[Excerpts from a dataset]
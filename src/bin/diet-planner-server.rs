// ABOUTME: HTTP server binary for the diet planner API
// ABOUTME: Loads environment configuration, wires resources, and serves axum routes until shutdown
//
// SPDX-License-Identifier: MIT OR Apache-2.0
// Copyright (c) 2025 Pierre Fitness Intelligence

//! # Diet Planner Server Binary
//!
//! Requires `MISTRAL_API_KEY`; exits with an error when it is missing.

use std::sync::Arc;

use anyhow::{Context, Result};
use clap::Parser;
use diet_planner::{
    config::environment::ServerConfig, logging, resources::ServerResources, routes,
};
use tracing::{info, warn};

#[derive(Parser)]
#[command(name = "diet-planner-server")]
#[command(about = "Diet Planner API - Regional 7-day meal plans and meal nutrition estimates")]
pub struct Args {
    /// Override HTTP port
    #[arg(long)]
    http_port: Option<u16>,

    /// Override bind address
    #[arg(long)]
    host: Option<String>,
}

#[tokio::main]
async fn main() -> Result<()> {
    let args = Args::parse();

    logging::init_from_env()?;

    let mut config = ServerConfig::from_env()?;
    if let Some(http_port) = args.http_port {
        config.http_port = http_port;
    }
    if let Some(host) = args.host {
        config.http_host = host;
    }
    config.validate()?;

    info!("Starting Diet Planner API");
    info!("{}", config.summary());

    let resources = Arc::new(ServerResources::from_config(&config)?);
    let app = routes::build_router(resources, config.request_timeout());

    let listener = tokio::net::TcpListener::bind((config.http_host.as_str(), config.http_port))
        .await
        .with_context(|| format!("Failed to bind {}:{}", config.http_host, config.http_port))?;
    info!("Listening on {}", listener.local_addr()?);

    axum::serve(listener, app)
        .with_graceful_shutdown(shutdown_signal())
        .await?;

    info!("Diet Planner API stopped");
    Ok(())
}

async fn shutdown_signal() {
    let ctrl_c = async {
        if let Err(e) = tokio::signal::ctrl_c().await {
            warn!("Failed to install Ctrl+C handler: {e}");
            std::future::pending::<()>().await;
        }
    };

    #[cfg(unix)]
    let terminate = async {
        match tokio::signal::unix::signal(tokio::signal::unix::SignalKind::terminate()) {
            Ok(mut signal) => {
                signal.recv().await;
            }
            Err(e) => {
                warn!("Failed to install SIGTERM handler: {e}");
                std::future::pending::<()>().await;
            }
        }
    };

    #[cfg(not(unix))]
    let terminate = std::future::pending::<()>();

    tokio::select! {
        () = ctrl_c => info!("Received Ctrl+C signal"),
        () = terminate => info!("Received SIGTERM signal"),
    }

    info!("Starting graceful shutdown...");
}
// ABOUTME: Axum HTTP testing utilities for integration tests
// ABOUTME: Provides helpers to test Axum routes without running a full server
//
// SPDX-License-Identifier: MIT OR Apache-2.0
// Copyright (c) 2025 Pierre Fitness Intelligence

use axum::{
    body::Body,
    http::{header, Method, Request, StatusCode},
    Router,
};
use serde::Serialize;
use tower::ServiceExt;

/// Helper to build and execute HTTP requests against Axum routers
pub struct AxumTestRequest {
    method: Method,
    uri: String,
    headers: Vec<(String, String)>,
    body: Option<String>,
}

impl AxumTestRequest {
    /// Create a new GET request
    pub fn get(uri: &str) -> Self {
        Self {
            method: Method::GET,
            uri: uri.to_owned(),
            headers: Vec::new(),
            body: None,
        }
    }

    /// Create a new POST request
    pub fn post(uri: &str) -> Self {
        Self {
            method: Method::POST,
            uri: uri.to_owned(),
            headers: Vec::new(),
            body: None,
        }
    }

    /// Add a raw body with an explicit content type
    pub fn raw_body(mut self, content_type: &str, body: &str) -> Self {
        self.body = Some(body.to_owned());
        self.headers
            .push((header::CONTENT_TYPE.as_str().to_owned(), content_type.to_owned()));
        self
    }

    /// Add JSON body to the request
    pub fn json<T: Serialize>(mut self, data: &T) -> Self {
        self.body = Some(serde_json::to_string(data).expect("Failed to serialize JSON"));
        self.headers.push((
            header::CONTENT_TYPE.as_str().to_owned(),
            "application/json".to_owned(),
        ));
        self
    }

    /// Execute the request against an Axum router
    pub async fn send(self, app: Router) -> AxumTestResponse {
        let mut builder = Request::builder().method(self.method).uri(self.uri);

        for (key, value) in self.headers {
            builder = builder.header(key, value);
        }

        let body = self.body.unwrap_or_default();
        let request = builder
            .body(Body::from(body))
            .expect("Failed to build request");

        let response = app
            .oneshot(request)
            .await
            .expect("Failed to execute request");

        AxumTestResponse::from_response(response).await
    }
}

/// Wrapper around Axum HTTP response for testing
pub struct AxumTestResponse {
    status: StatusCode,
    body: Vec<u8>,
}

impl AxumTestResponse {
    /// Create from response by eagerly reading the body
    async fn from_response(response: axum::http::Response<Body>) -> Self {
        use axum::body::to_bytes;
        let status = response.status();
        let body = to_bytes(response.into_body(), usize::MAX)
            .await
            .expect("Failed to read response body")
            .to_vec();
        Self { status, body }
    }

    /// Get the response status code as u16 for easy assertion
    pub const fn status(&self) -> u16 {
        self.status.as_u16()
    }

    /// Get the response status code as `StatusCode`
    pub const fn status_code(&self) -> StatusCode {
        self.status
    }

    /// Get the response body as a JSON value
    pub fn json<T: serde::de::DeserializeOwned>(self) -> T {
        serde_json::from_slice(&self.body).expect("Failed to deserialize JSON response")
    }

    /// Get the response body as a string
    pub fn text(self) -> String {
        String::from_utf8(self.body).expect("Failed to decode response as UTF-8")
    }

    /// Assert that the status code matches
    pub fn assert_status(self, expected: StatusCode) -> Self {
        assert_eq!(
            self.status, expected,
            "Expected status {}, got {}",
            expected, self.status
        );
        self
    }
}
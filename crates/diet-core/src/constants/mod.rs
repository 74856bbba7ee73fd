// ABOUTME: Constants module with domain-separated organization
// ABOUTME: Planning policy constants, fixed advisory text, and configuration defaults
//
// SPDX-License-Identifier: MIT OR Apache-2.0
// Copyright (c) 2025 Pierre Fitness Intelligence

//! Constants module
//!
//! Constants are grouped into logical domains rather than being in a single
//! large list. Meal-plan fractions and ranges are policy values, not derived
//! from anything else.

/// Service identifiers used in logs and the root route
pub mod service_names {
    /// Service name reported by `GET /` and startup logs
    pub const DIET_PLANNER: &str = "diet-planner";
    /// Name used when reporting completion provider errors
    pub const COMPLETION_PROVIDER: &str = "Mistral";
}

/// Environment variable names
pub mod env_config {
    /// Completion provider API key (required)
    pub const MISTRAL_API_KEY: &str = "MISTRAL_API_KEY";
    /// Completion provider model identifier
    pub const MISTRAL_MODEL: &str = "MISTRAL_MODEL";
    /// Completion provider base URL
    pub const MISTRAL_API_BASE_URL: &str = "MISTRAL_API_BASE_URL";
    /// Sampling temperature for completions
    pub const LLM_TEMPERATURE: &str = "LLM_TEMPERATURE";
    /// Maximum tokens per completion
    pub const LLM_MAX_TOKENS: &str = "LLM_MAX_TOKENS";
    /// Bind address for the HTTP server
    pub const HTTP_HOST: &str = "HTTP_HOST";
    /// Port for the HTTP server
    pub const HTTP_PORT: &str = "HTTP_PORT";
    /// Inbound request timeout in seconds
    pub const REQUEST_TIMEOUT_SECS: &str = "REQUEST_TIMEOUT_SECS";
}

/// Configuration defaults
pub mod defaults {
    /// Default completion model
    pub const MISTRAL_MODEL: &str = "mistral-large-latest";
    /// Default completion provider endpoint
    pub const MISTRAL_API_BASE_URL: &str = "https://api.mistral.ai";
    /// Default bind address
    pub const HTTP_HOST: &str = "0.0.0.0";
    /// Default HTTP port
    pub const HTTP_PORT: u16 = 8000;
    /// Default inbound request timeout, longer than the provider timeout
    pub const REQUEST_TIMEOUT_SECS: u64 = 330;
}

/// Completion request tuning
pub mod llm {
    /// Low temperature keeps JSON output stable
    pub const DEFAULT_TEMPERATURE: f32 = 0.2;
    /// Token budget per completion
    pub const DEFAULT_MAX_TOKENS: u32 = 800;
    /// Upper bound accepted for temperature
    pub const MAX_TEMPERATURE: f32 = 2.0;
    /// Connection timeout for the provider
    pub const CONNECT_TIMEOUT_SECS: u64 = 30;
    /// Whole-request timeout for the provider
    pub const REQUEST_TIMEOUT_SECS: u64 = 300;
}

/// Local meal plan policy
pub mod meal_plan {
    use std::ops::RangeInclusive;

    /// Days of the week in plan order
    pub const DAY_NAMES: [&str; 7] = [
        "Monday",
        "Tuesday",
        "Wednesday",
        "Thursday",
        "Friday",
        "Saturday",
        "Sunday",
    ];

    /// Items sampled per meal slot per day
    pub const ITEMS_PER_MEAL: usize = 2;

    /// Share of the daily target for breakfast
    pub const BREAKFAST_FRACTION: f64 = 0.25;
    /// Share of the daily target for lunch
    pub const LUNCH_FRACTION: f64 = 0.35;
    /// Share of the daily target for the evening snack
    pub const EVENING_SNACK_FRACTION: f64 = 0.10;
    /// Share of the daily target for dinner
    pub const DINNER_FRACTION: f64 = 0.30;

    /// Daily protein estimate (g)
    pub const PROTEIN_G: RangeInclusive<u32> = 60..=90;
    /// Daily carbohydrate estimate (g)
    pub const CARBS_G: RangeInclusive<u32> = 200..=250;
    /// Daily fat estimate (g)
    pub const FATS_G: RangeInclusive<u32> = 40..=60;
    /// Daily fiber estimate (g)
    pub const FIBER_G: RangeInclusive<u32> = 20..=30;
    /// Daily sodium estimate (mg)
    pub const SODIUM_MG: RangeInclusive<u32> = 1500..=2200;
    /// Daily sugar estimate (g)
    pub const SUGAR_G: RangeInclusive<u32> = 20..=40;

    /// Exercise suggestions, one picked per day
    pub const EXERCISE_SUGGESTIONS: [&str; 3] = [
        "30 minutes brisk walk",
        "45 minutes yoga",
        "20 minutes strength training",
    ];

    /// Daily hydration reminder
    pub const HYDRATION_REMINDER: &str = "Drink 2-3 liters of water daily.";

    /// Daily health tips
    pub const HEALTH_TIPS: [&str; 3] = [
        "Avoid sugar and fried foods.",
        "Eat slowly and chew thoroughly.",
        "Sleep at least 7 hours each night.",
    ];

    /// Guidelines attached to every plan response
    pub const HEALTH_GUIDELINES: [&str; 3] = [
        "Avoid sugary drinks.",
        "Include enough protein in every meal.",
        "Get at least 7 hours of sleep daily.",
    ];
}

/// Calorie model coefficients
pub mod calorie_model {
    /// kcal per kg of body weight
    pub const WEIGHT_COEF: f64 = 10.0;
    /// kcal per cm of height
    pub const HEIGHT_COEF: f64 = 6.25;
    /// kcal per year of age (subtracted)
    pub const AGE_COEF: f64 = 5.0;
    /// Constant offset
    pub const OFFSET: f64 = 5.0;
    /// Goal multiplier for weight loss
    pub const WEIGHT_LOSS_FACTOR: f64 = 0.8;
    /// Goal multiplier for weight gain
    pub const WEIGHT_GAIN_FACTOR: f64 = 1.2;
    /// Goal multiplier for anything else
    pub const MAINTENANCE_FACTOR: f64 = 1.0;
}

/// Profile validation limits
pub mod limits {
    /// Oldest accepted age
    pub const MAX_AGE: u32 = 120;
    /// Tallest accepted height (cm)
    pub const MAX_HEIGHT_CM: f64 = 300.0;
    /// Heaviest accepted weight (kg)
    pub const MAX_WEIGHT_KG: f64 = 500.0;
}

/// Fixed caller-facing messages
pub mod messages {
    /// Returned when the LLM fallback cannot produce a plan
    pub const FALLBACK_FAILED: &str = "Fallback LLM failed to generate diet plan.";
    /// Returned for any other plan generation failure
    pub const PLAN_FAILED: &str = "Unable to generate diet plan. Please try again later.";
}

**Exercise instructions**
One stretch of the lines above is wanted, from the line that contains "pub const HEALTH_GUIDELINES: [&str;" through the line that contains "of body weight". Output it exactly.

**Answer area**
    pub const HEALTH_GUIDELINES: [&str; 3] = [
        "Avoid sugary drinks.",
        "Include enough protein in every meal.",
        "Get at least 7 hours of sleep daily.",
    ];
}

/// Calorie model coefficients
pub mod calorie_model {
    /// kcal per kg of body weight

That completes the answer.